++++ Provided data ++++
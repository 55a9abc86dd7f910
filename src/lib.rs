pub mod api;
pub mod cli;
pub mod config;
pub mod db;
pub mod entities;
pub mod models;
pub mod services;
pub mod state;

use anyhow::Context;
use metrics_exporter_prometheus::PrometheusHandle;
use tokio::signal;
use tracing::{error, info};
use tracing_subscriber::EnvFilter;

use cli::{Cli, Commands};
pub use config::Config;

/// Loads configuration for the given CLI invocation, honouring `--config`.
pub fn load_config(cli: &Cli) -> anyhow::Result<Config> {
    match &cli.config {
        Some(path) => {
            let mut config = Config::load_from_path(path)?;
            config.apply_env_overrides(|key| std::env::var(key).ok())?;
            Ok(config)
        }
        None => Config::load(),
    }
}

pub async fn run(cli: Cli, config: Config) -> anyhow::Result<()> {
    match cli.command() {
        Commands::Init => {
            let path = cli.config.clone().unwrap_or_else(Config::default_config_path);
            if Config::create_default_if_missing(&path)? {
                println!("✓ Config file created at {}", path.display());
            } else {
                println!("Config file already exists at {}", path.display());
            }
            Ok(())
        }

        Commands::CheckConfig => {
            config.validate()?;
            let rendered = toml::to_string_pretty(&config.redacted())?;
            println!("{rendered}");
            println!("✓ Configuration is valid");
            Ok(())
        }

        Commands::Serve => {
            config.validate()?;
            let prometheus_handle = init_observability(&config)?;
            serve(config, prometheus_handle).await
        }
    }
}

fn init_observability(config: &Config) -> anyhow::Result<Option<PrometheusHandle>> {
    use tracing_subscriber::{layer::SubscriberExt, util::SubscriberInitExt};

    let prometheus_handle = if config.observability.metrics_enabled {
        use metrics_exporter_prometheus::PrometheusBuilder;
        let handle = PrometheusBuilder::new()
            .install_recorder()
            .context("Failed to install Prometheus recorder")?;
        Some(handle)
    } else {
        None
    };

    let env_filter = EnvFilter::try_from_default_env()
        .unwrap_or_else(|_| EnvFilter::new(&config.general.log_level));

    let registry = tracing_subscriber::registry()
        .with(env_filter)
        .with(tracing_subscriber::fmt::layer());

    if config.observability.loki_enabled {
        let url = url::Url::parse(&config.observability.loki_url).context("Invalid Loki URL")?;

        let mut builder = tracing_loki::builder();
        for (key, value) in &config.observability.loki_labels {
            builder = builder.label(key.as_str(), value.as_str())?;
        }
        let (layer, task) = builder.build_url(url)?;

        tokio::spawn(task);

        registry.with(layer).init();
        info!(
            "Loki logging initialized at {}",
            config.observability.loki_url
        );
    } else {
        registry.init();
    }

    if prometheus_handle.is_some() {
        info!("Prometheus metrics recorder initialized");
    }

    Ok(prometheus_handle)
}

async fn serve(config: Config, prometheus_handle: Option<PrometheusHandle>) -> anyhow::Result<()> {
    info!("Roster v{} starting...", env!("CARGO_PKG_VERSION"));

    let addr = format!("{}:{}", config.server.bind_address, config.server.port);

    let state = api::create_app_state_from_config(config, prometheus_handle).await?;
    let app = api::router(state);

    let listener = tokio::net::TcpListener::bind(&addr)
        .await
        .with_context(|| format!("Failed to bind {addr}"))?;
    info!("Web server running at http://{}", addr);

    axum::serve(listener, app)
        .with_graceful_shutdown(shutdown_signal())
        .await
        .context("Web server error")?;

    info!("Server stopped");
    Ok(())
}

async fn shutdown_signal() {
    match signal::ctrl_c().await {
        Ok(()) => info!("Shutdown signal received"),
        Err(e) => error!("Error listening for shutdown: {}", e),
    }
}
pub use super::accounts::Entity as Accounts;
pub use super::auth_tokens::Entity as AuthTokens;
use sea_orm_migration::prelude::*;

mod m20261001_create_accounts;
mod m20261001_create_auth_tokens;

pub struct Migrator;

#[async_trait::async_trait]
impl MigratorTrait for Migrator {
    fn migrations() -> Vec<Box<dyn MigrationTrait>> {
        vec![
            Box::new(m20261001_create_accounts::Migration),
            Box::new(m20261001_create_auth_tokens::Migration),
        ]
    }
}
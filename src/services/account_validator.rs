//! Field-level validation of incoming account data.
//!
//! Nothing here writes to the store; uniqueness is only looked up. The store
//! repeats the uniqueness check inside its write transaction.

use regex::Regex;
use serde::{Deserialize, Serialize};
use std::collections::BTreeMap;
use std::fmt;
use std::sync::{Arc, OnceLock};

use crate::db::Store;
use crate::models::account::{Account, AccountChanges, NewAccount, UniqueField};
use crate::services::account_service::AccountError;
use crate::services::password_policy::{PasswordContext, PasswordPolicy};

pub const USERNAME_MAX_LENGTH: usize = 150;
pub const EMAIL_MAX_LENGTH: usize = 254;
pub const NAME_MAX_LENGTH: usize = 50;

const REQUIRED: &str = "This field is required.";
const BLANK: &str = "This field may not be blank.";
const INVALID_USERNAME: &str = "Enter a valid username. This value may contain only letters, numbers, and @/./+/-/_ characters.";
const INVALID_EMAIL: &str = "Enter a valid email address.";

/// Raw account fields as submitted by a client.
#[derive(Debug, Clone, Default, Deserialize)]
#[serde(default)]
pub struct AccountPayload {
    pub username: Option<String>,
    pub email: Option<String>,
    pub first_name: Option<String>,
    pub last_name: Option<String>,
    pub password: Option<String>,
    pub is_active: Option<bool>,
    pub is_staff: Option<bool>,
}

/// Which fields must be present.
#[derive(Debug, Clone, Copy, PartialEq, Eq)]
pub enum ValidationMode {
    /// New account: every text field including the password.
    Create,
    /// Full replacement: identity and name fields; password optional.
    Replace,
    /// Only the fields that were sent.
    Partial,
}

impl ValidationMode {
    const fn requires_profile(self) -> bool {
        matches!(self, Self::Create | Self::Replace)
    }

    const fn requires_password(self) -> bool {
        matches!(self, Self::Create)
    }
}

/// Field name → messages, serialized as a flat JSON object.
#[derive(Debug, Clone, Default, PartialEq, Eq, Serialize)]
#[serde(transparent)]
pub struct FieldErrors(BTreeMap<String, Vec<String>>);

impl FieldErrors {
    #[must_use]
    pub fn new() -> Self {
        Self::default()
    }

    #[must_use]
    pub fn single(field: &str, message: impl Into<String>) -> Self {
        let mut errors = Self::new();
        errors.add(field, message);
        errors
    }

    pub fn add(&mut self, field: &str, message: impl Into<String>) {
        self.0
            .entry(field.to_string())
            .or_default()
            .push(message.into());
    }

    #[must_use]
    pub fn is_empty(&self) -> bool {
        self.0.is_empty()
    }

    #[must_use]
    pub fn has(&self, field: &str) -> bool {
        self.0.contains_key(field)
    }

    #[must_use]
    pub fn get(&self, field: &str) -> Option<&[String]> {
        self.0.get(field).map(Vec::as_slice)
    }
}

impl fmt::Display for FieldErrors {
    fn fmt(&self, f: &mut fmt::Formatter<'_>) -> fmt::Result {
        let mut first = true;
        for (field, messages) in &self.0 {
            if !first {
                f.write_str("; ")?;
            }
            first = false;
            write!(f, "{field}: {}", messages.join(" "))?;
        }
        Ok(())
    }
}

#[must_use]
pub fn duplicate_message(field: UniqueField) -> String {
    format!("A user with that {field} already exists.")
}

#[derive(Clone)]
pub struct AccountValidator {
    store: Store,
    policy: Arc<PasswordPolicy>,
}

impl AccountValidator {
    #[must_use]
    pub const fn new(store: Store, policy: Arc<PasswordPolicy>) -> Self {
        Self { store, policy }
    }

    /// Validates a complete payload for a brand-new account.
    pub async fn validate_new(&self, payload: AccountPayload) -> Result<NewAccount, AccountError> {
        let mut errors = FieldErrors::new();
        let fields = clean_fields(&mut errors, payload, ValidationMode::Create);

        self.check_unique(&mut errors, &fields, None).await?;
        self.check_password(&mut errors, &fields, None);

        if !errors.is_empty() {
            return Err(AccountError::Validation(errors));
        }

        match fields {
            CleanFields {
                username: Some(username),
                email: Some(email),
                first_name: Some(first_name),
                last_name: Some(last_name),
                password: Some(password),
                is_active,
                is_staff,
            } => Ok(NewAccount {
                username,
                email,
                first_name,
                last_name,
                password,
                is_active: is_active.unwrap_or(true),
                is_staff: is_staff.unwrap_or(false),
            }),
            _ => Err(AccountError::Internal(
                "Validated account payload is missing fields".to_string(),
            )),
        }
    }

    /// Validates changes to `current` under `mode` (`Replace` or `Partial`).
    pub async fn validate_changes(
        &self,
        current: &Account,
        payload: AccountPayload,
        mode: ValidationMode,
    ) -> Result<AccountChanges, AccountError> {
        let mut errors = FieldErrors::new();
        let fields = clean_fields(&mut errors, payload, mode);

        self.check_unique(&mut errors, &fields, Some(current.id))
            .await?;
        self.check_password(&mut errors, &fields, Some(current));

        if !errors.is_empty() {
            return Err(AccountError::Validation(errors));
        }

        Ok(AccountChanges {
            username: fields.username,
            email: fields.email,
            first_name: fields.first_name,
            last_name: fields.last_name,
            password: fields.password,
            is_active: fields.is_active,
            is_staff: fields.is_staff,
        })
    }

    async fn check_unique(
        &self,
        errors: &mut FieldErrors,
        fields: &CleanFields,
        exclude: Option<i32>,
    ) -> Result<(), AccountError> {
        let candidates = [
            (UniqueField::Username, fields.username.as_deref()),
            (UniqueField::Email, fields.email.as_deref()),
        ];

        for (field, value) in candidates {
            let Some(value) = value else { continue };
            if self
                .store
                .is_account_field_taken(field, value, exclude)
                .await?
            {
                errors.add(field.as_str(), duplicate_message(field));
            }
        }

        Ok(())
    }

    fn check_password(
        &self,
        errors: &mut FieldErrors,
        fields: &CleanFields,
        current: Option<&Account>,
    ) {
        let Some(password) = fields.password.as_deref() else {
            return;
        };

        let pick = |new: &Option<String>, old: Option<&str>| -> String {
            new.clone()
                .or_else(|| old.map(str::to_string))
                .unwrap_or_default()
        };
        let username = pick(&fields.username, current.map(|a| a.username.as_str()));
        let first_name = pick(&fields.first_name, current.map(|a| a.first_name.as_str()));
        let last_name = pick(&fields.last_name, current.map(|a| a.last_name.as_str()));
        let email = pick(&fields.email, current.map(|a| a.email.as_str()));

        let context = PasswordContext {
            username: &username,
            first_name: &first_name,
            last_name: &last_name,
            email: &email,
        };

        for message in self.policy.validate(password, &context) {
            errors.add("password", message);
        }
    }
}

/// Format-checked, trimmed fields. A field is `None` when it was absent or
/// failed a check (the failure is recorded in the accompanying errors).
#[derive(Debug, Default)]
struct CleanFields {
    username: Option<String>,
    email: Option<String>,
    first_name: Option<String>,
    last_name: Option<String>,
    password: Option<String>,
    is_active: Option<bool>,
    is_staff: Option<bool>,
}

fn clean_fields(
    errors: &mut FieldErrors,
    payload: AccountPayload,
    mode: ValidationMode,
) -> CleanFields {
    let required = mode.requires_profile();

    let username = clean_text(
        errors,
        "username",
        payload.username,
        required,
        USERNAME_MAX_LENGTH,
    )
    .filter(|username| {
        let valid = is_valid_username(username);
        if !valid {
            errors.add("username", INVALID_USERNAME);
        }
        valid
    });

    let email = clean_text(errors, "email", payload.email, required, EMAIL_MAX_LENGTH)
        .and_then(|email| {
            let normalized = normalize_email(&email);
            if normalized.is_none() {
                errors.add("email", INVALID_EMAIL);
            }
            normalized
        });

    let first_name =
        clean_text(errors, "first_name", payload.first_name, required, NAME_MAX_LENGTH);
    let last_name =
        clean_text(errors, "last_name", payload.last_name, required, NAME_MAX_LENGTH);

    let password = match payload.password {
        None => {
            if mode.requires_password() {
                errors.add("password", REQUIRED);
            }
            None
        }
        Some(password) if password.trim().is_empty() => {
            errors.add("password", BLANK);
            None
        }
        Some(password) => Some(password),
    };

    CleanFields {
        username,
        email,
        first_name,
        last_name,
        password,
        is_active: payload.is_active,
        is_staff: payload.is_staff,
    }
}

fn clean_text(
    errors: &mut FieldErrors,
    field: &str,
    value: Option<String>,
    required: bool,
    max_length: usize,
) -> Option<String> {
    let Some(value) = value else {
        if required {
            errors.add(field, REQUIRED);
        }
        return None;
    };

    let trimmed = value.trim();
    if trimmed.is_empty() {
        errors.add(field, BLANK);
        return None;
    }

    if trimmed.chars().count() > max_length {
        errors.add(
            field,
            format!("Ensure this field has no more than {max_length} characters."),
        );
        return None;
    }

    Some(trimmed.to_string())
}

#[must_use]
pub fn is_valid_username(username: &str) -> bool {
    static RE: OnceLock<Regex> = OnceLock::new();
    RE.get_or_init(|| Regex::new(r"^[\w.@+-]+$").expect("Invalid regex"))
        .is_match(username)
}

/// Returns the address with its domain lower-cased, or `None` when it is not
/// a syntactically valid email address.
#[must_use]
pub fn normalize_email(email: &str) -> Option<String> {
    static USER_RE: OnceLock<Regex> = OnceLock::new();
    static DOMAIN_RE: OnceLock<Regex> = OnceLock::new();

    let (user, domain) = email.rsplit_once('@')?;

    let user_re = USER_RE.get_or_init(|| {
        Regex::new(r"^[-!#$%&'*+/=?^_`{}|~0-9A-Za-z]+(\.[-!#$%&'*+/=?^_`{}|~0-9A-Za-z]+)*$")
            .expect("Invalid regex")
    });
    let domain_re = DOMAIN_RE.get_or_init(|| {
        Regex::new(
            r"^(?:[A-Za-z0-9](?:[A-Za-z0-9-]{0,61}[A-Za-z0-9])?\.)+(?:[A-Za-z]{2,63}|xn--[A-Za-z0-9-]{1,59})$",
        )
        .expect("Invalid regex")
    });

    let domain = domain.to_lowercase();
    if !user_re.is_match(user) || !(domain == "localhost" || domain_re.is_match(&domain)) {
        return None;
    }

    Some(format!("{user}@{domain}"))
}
++++
Problem requirements.
Start at the first line of the entries above. Set down each line exactly through the one with "Config file created", and stop there.

Answer.
repository 55a9abc86dd7f910
filename src/lib.rs
pub mod api;
pub mod cli;
pub mod config;
pub mod db;
pub mod entities;
pub mod models;
pub mod services;
pub mod state;

use anyhow::Context;
use metrics_exporter_prometheus::PrometheusHandle;
use tokio::signal;
use tracing::{error, info};
use tracing_subscriber::EnvFilter;

use cli::{Cli, Commands};
pub use config::Config;

/// Loads configuration for the given CLI invocation, honouring `--config`.
pub fn load_config(cli: &Cli) -> anyhow::Result<Config> {
    match &cli.config {
        Some(path) => {
            let mut config = Config::load_from_path(path)?;
            config.apply_env_overrides(|key| std::env::var(key).ok())?;
            Ok(config)
        }
        None => Config::load(),
    }
}

pub async fn run(cli: Cli, config: Config) -> anyhow::Result<()> {
    match cli.command() {
        Commands::Init => {
            let path = cli.config.clone().unwrap_or_else(Config::default_config_path);
            if Config::create_default_if_missing(&path)? {
                println!("✓ Config file created at {}", path.display());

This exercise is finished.